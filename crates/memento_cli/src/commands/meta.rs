use clap::CommandFactory;

use crate::Cli;

fn completion_script(shell: clap_complete::Shell) -> Vec<u8> {
    let mut cmd = Cli::command();
    let mut out = Vec::new();
    clap_complete::generate(shell, &mut cmd, "memento", &mut out);
    out
}

pub(crate) fn handle_completions(
    shell: clap_complete::Shell,
) -> Result<(), Box<dyn std::error::Error>> {
    let out = completion_script(shell);
    use std::io::Write;
    std::io::stdout().write_all(&out)?;
    Ok(())
}

#[cfg(test)]
mod tests {
    use super::*;

    #[test]
    fn completion_script_contains_binary_name() {
        let script = completion_script(clap_complete::Shell::Bash);
        let script = String::from_utf8(script).expect("completion output should be UTF-8");
        assert!(script.contains("memento"));
    }

    #[test]
    fn cli_definition_is_consistent() {
        Cli::command().debug_assert();
    }
}
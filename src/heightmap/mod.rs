//! The height map store and its editing facade.

mod cell;
mod persist;
mod stack;
mod store;

pub use cell::{Cell, ParseCellError};
pub use stack::{LayerStack, TerrainLayer};
pub use store::{HeightMapData, UNDO_HISTORY_LIMIT};

use std::collections::{BTreeSet, VecDeque};

use serde::{Deserialize, Serialize};
use smallvec::smallvec;

use crate::error::Error;
use crate::grid::GridAdapter;
use crate::los::{self, FlattenedLineOfSightRegion, LineOfSightOptions, Point3, ShapeLineOfSight};
use crate::shape::{self, HeightMapShape};
use crate::terrain::TerrainTypeRegistry;
use store::{UndoEntry, UndoHistory};

/// How painting resolves against layers already present in a cell.
#[derive(Clone, Copy, Debug, PartialEq, Eq, Serialize, Deserialize)]
#[serde(rename_all = "camelCase")]
pub enum PaintMode {
    /// Replace the cell's entire stack with the painted layer.
    TotalReplace,
    /// Carve the painted range out of other height-using terrain, then weld
    /// with same-type layers.
    DestructiveMerge,
    /// Let existing other-type terrain clip the painted layer, then weld the
    /// surviving ranges with same-type layers.
    AdditiveMerge,
}

/// How a flood fill decides that a neighboring cell matches the origin.
#[derive(Clone, Copy, Debug, PartialEq, Eq, Serialize, Deserialize)]
#[serde(rename_all = "camelCase")]
pub enum FillBoundary {
    /// Compare only the slice of each stack within the painted vertical
    /// range; non-height terrain still compares strictly.
    ApplicableBoundary,
    /// Compare whole stacks, order-insensitively.
    StrictBoundary,
}

/// Filters for [`HeightMap::erase_cells`].
#[derive(Clone, Debug)]
pub struct EraseOptions {
    /// When set, only these terrain types are erased.
    pub only: Option<Vec<String>>,
    /// These terrain types are never erased.
    pub excluding: Vec<String>,
    /// Lower bound of the erased vertical range.
    pub bottom: f64,
    /// Upper bound of the erased vertical range.
    pub top: f64,
}

impl Default for EraseOptions {
    fn default() -> Self {
        EraseOptions {
            only: None,
            excluding: Vec::new(),
            bottom: f64::NEG_INFINITY,
            top: f64::INFINITY,
        }
    }
}

impl EraseOptions {
    fn passes(&self, layer: &TerrainLayer) -> bool {
        let id = layer.terrain_type_id.as_str();
        self.only
            .as_ref()
            .map_or(true, |only| only.iter().any(|t| t == id))
            && !self.excluding.iter().any(|t| t == id)
    }
}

* * *

◆ Assigned task: Every line above that includes the word "bottom" should be listed.

◆ Task answer:
    pub bottom: f64,
            bottom: f64::NEG_INFINITY,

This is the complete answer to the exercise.